— Brief —
Which of the lines below include the word "supports"? Pull each one out.

— Record excerpts —
'''

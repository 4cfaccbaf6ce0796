use serde::{Deserialize, Serialize};

/// Capability flags for one venue.
///
/// `supports` is what the venue adapter claims the venue API can do; `enabled` is what this
/// process has switched on. An enabled capability the adapter does not actually implement is a
/// configuration defect caught at setup by
/// [`VenueBase::validate_capabilities`](crate::base::VenueBase::validate_capabilities).
#[derive(Debug, Copy, Clone, Default, Eq, PartialEq, Deserialize, Serialize)]
pub struct Features {
    pub supports: FeatureSet,
    pub enabled: FeatureSet,
}

impl Features {
    /// Determine if a capability is both supported and enabled.
    pub fn active(&self, select: fn(&FeatureSet) -> bool) -> bool {
        select(&self.supports) && select(&self.enabled)
    }
}

/// Individual capability flags.
#[derive(Debug, Copy, Clone, Default, Eq, PartialEq, Deserialize, Serialize)]
pub struct FeatureSet {
    pub rest: bool,
    pub websocket: bool,
    pub authenticated_rest: bool,
    pub authenticated_websocket: bool,
    pub websocket_submit_order: bool,
    pub websocket_modify_order: bool,
    pub websocket_cancel_order: bool,
    pub open_interest: bool,
    pub kline: bool,
}

#[cfg(test)]
mod tests {
    use super::*;

    #[test]
    fn test_active_requires_support_and_enablement() {
        let features = Features {
            supports: FeatureSet {
                websocket: true,
                ..Default::default()
            },
            enabled: FeatureSet::default(),
        };
        assert!(!features.active(|set| set.websocket));

        let features = Features {
            supports: FeatureSet {
                websocket: true,
                ..Default::default()
            },
            enabled: FeatureSet {
                websocket: true,
                ..Default::default()
            },
        };
        assert!(features.active(|set| set.websocket));
    }
}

'''

— The answer —
/// `supports` is what the venue adapter claims the venue API can do; `enabled` is what this
    pub supports: FeatureSet,
        select(&self.supports) && select(&self.enabled)
            supports: FeatureSet {
            supports: FeatureSet {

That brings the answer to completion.